It’s hard to find fault in Meryl Streep’s extraordinary performance as former British Prime Minister Margaret Thatcher in The Iron Lady, but it’s a shame the film itself has little of interest to say about either the woman, or the period of British history she shaped. Streep nails the accent, and finds emotional depth in her portrayal of the polarizing leader, but the film never goes beyond a surface look at Thatcher’s controversial political career.
Buried under layers of make-up and prosthetics, Streep channels the aged Thatcher even as the film focuses on the fictionalized story of the former politician pottering about in her home, having long hallucinatory conversations with her dead husband Dennis (Jim Broadbent). Using the flashback as a narrative device, the movie offers up shallow, brief snapshots of Thatcher’s career – her invasion of the Falkland Islands, her getting elected to Parliament for the first time, and her consultants remolding her image as she runs for Prime Minister. But they’re all hollow glimpses. The film simply isn’t interested in exploring the reasoning behind her politics, her hunger for power, and her unwillingness to compromise. What’s more, the makers offer no real perspective on her growing unpopularity among the people.

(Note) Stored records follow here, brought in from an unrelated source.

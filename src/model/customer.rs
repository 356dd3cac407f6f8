use bson::oid::ObjectId;
use serde::{Deserialize, Serialize};

use crate::model::document::Document;
use crate::model::impl_entity;

#[allow(non_snake_case)]
#[derive(Debug, Clone, Serialize, Deserialize)]
pub struct Customer {
    #[serde(rename = "_id")]
    pub id: Option<ObjectId>,
    pub firstName: String,
    pub lastName: String,
    pub birthDate: Option<String>,
    pub phone: String,
    pub email: Option<String>,
    pub address: Option<String>,
    pub wilaya: Option<String>,
    pub nationalId: Option<String>,
    pub licenseNumber: String,
    pub licenseDeliveryDate: Option<String>,
    pub licenseExpiryDate: Option<String>,
    #[serde(default)]
    pub documents: Vec<Document>,
    pub createdAt: Option<String>,
    pub updatedAt: Option<String>,
}

impl_entity!(Customer, "customers");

The film works better as a sort of love story, in the snatches of affectionate banter and disagreements we witness between Thatcher and her husband in the earlier years. It’s the love story again that rears its head when you watch the Alzheimer’s-afflicted Thatcher struggling to let go of her husband even years after his passing.
The Iron Lady has three fine performances at its heart – Jim Broadbent plays Dennis Thatcher with a playful glint, as a sort of cuddly uncle, encouraging his wife when she’s low, occasionally roaring at her when he thinks she deserves it. Also impressive is Alexandra Roach as the younger Margaret, the “grocer’s daughter”, who portrays the character’s political awakening convincingly. But it’s Meryl Streep, playing the older versions of Lady Thatcher, who is absolutely riveting on the screen. She inhabits Thatcher completely, from the voice to the dresses to the steely resolve in her eyes. It’s the only reason to watch this mediocre film.
I’m going with two out of five for The Iron Lady. It’s a lazy film about one of the most influential leaders of our times. An opportunity has been wasted.